◆ **Excerpted records**

▼

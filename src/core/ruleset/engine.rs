//! Per-rule package linters.

use std::path::{Path, PathBuf};

use tracing::trace;

use crate::core::domain::Package;
use crate::core::expr::Program;
use crate::error::{Error, Result};

use super::spec::Rule;

#[cfg(feature = "rego")]
use crate::core::codec;
#[cfg(feature = "rego")]
use crate::core::constants::REGO_QUERY_COMPLIANT;
#[cfg(feature = "rego")]
use crate::core::policy::Policy;

/// Checks one package against one compiled rule.
pub trait PackageLinter {
    /// # Errors
    ///
    /// Returns `Error::Violation` when the package does not comply, and
    /// `Error::Expression` when the rule cannot be evaluated.
    fn evaluate(&self, package: &Package) -> Result<()>;
}

/// Dialect A: every constraint must evaluate to `true`.
#[derive(Debug)]
pub struct ConstraintLinter {
    rule: String,
    programs: Vec<Program>,
}

impl ConstraintLinter {
    pub fn new<S: AsRef<str>>(rule: &str, constraints: &[S]) -> Result<Self> {
        if constraints.is_empty() {
            return Err(Error::Validation(format!(
                "rule '{}' has an empty constraint list",
                rule
            )));
        }
        let programs = constraints
            .iter()
            .map(|c| Program::compile(c.as_ref()))
            .collect::<Result<Vec<_>>>()?;
        Ok(Self {
            rule: rule.to_string(),
            programs,
        })
    }
}

impl PackageLinter for ConstraintLinter {
    fn evaluate(&self, package: &Package) -> Result<()> {
        for program in &self.programs {
            if !program.evaluate(package)? {
                trace!(rule = %self.rule, package = %package.name, constraint = %program.source(), "constraint failed");
                return Err(Error::Violation {
                    package: package.name.clone(),
                    rule: self.rule.clone(),
                });
            }
        }
        Ok(())
    }
}

/// Dialect B: the module must answer `data.harp.compliant = true`.
#[cfg(feature = "rego")]
#[derive(Debug)]
pub struct RegoLinter {
    rule: String,
    policy: Policy,
}

#[cfg(feature = "rego")]
impl RegoLinter {
    pub fn new(rule: &str, module: &str) -> Result<Self> {
        Ok(Self {
            rule: rule.to_string(),
            policy: Policy::compile(rule, module, REGO_QUERY_COMPLIANT)?,
        })
    }
}

#[cfg(feature = "rego")]
impl PackageLinter for RegoLinter {
    fn evaluate(&self, package: &Package) -> Result<()> {
        let input = codec::package_json(package)?;
        if self.policy.evaluate(&input)? {
            Ok(())
        } else {
            Err(Error::Violation {
                package: package.name.clone(),
                rule: self.rule.clone(),
            })
        }
    }
}

/// Build the linter for `rule`. Relative `regoFile` paths resolve against
/// `base`, or the working directory when there is none.
///
/// # Errors
///
/// Returns `Error::Validation` unless exactly one of `constraints`, `rego`
/// and `regoFile` is set, and compile errors as `Error::SelectorCompile`.
pub fn compile(rule: &Rule, base: Option<&Path>) -> Result<Box<dyn PackageLinter>> {
    let set = [
        rule.constraints.is_some(),
        rule.rego.is_some(),
        rule.rego_file.is_some(),
    ];
    if set.iter().filter(|s| **s).count() != 1 {
        return Err(Error::Validation(format!(
            "rule '{}' must set exactly one of constraints, rego, regoFile",
            rule.name
        )));
    }

    if let Some(constraints) = &rule.constraints {
        return Ok(Box::new(ConstraintLinter::new(&rule.name, constraints)?));
    }
    let module = match (&rule.rego, &rule.rego_file) {
        (Some(inline), _) => inline.clone(),
        (None, Some(file)) => read_module(&resolve(base, file))?,
        (None, None) => {
            return Err(Error::Validation(format!(
                "rule '{}' has no engine",
                rule.name
            )))
        }
    };
    rego_linter(&rule.name, &module)
}

fn resolve(base: Option<&Path>, file: &str) -> PathBuf {
    let path = Path::new(file);
    match base {
        Some(base) if path.is_relative() => base.join(path),
        _ => path.to_path_buf(),
    }
}

fn read_module(path: &Path) -> Result<String> {
    std::fs::read_to_string(path).map_err(|e| {
        if e.kind() == std::io::ErrorKind::NotFound {
            Error::NotFound(format!("rego file '{}'", path.display()))
        } else {
            Error::Io(e)
        }
    })
}

#[cfg(feature = "rego")]
fn rego_linter(rule: &str, module: &str) -> Result<Box<dyn PackageLinter>> {
    Ok(Box::new(RegoLinter::new(rule, module)?))
}

#[cfg(not(feature = "rego"))]
fn rego_linter(rule: &str, _module: &str) -> Result<Box<dyn PackageLinter>> {
    Err(Error::Validation(format!(
        "rule '{}' needs the 'rego' feature",
        rule
    )))
}

#[cfg(test)]
mod tests {
    use super::*;
    use crate::core::domain::KV;

    fn package(keys: &[&str]) -> Package {
        let mut package = Package::new("app/x");
        for key in keys {
            package.chain_mut().data.push(KV::new(*key, "dmFsdWU=").unwrap());
        }
        package
    }

    #[test]
    fn test_constraints() {
        let linter = ConstraintLinter::new(
            "api-key",
            &[r#"p.has_secret("API_KEY")"#, r#"p.secret("API_KEY").is_base64()"#],
        )
        .unwrap();
        assert!(linter.evaluate(&package(&["API_KEY"])).is_ok());
        match linter.evaluate(&package(&[])) {
            Err(Error::Violation { package, rule }) => {
                assert_eq!(package, "app/x");
                assert_eq!(rule, "api-key");
            }
            other => panic!("unexpected {:?}", other),
        }
    }

    #[test]
    fn test_exactly_one_engine() {
        let mut rule = Rule::constraints("r", "app/**", ["p.has_secret(\"a\")"]);
        rule.rego = Some("package harp".into());
        assert!(matches!(compile(&rule, None), Err(Error::Validation(_))));

        let empty = Rule {
            name: "r".into(),
            path: "app/**".into(),
            ..Rule::default()
        };
        assert!(matches!(compile(&empty, None), Err(Error::Validation(_))));
    }

    #[test]
    fn test_missing_rego_file() {
        let rule = Rule {
            name: "r".into(),
            path: "app/**".into(),
            rego_file: Some("does-not-exist.rego".into()),
            ..Rule::default()
        };
        let dir = tempfile::tempdir().unwrap();
        assert!(matches!(
            compile(&rule, Some(dir.path())),
            Err(Error::NotFound(_))
        ));
    }

    #[test]
    fn test_resolve_relative_to_base() {
        assert_eq!(
            resolve(Some(Path::new("/policies")), "db.rego"),
            PathBuf::from("/policies/db.rego")
        );
        assert_eq!(
            resolve(Some(Path::new("/policies")), "/abs/db.rego"),
            PathBuf::from("/abs/db.rego")
        );
        assert_eq!(resolve(None, "db.rego"), PathBuf::from("db.rego"));
    }

    #[cfg(feature = "rego")]
    #[test]
    fn test_rego_file() {
        let dir = tempfile::tempdir().unwrap();
        std::fs::write(
            dir.path().join("named.rego"),
            "package harp\n\ndefault compliant = false\n\ncompliant {\n    startswith(input.name, \"app/\")\n}\n",
        )
        .unwrap();
        let rule = Rule {
            name: "named".into(),
            path: "**".into(),
            rego_file: Some("named.rego".into()),
            ..Rule::default()
        };
        let linter = compile(&rule, Some(dir.path())).unwrap();
        assert!(linter.evaluate(&package(&[])).is_ok());
        assert!(matches!(
            linter.evaluate(&Package::new("infra/x")),
            Err(Error::Violation { .. })
        ));
    }
}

▲

◆ **What to work on**
Provide only the count of lines in the data above that include the string "Violation".

◆ **Solution**
5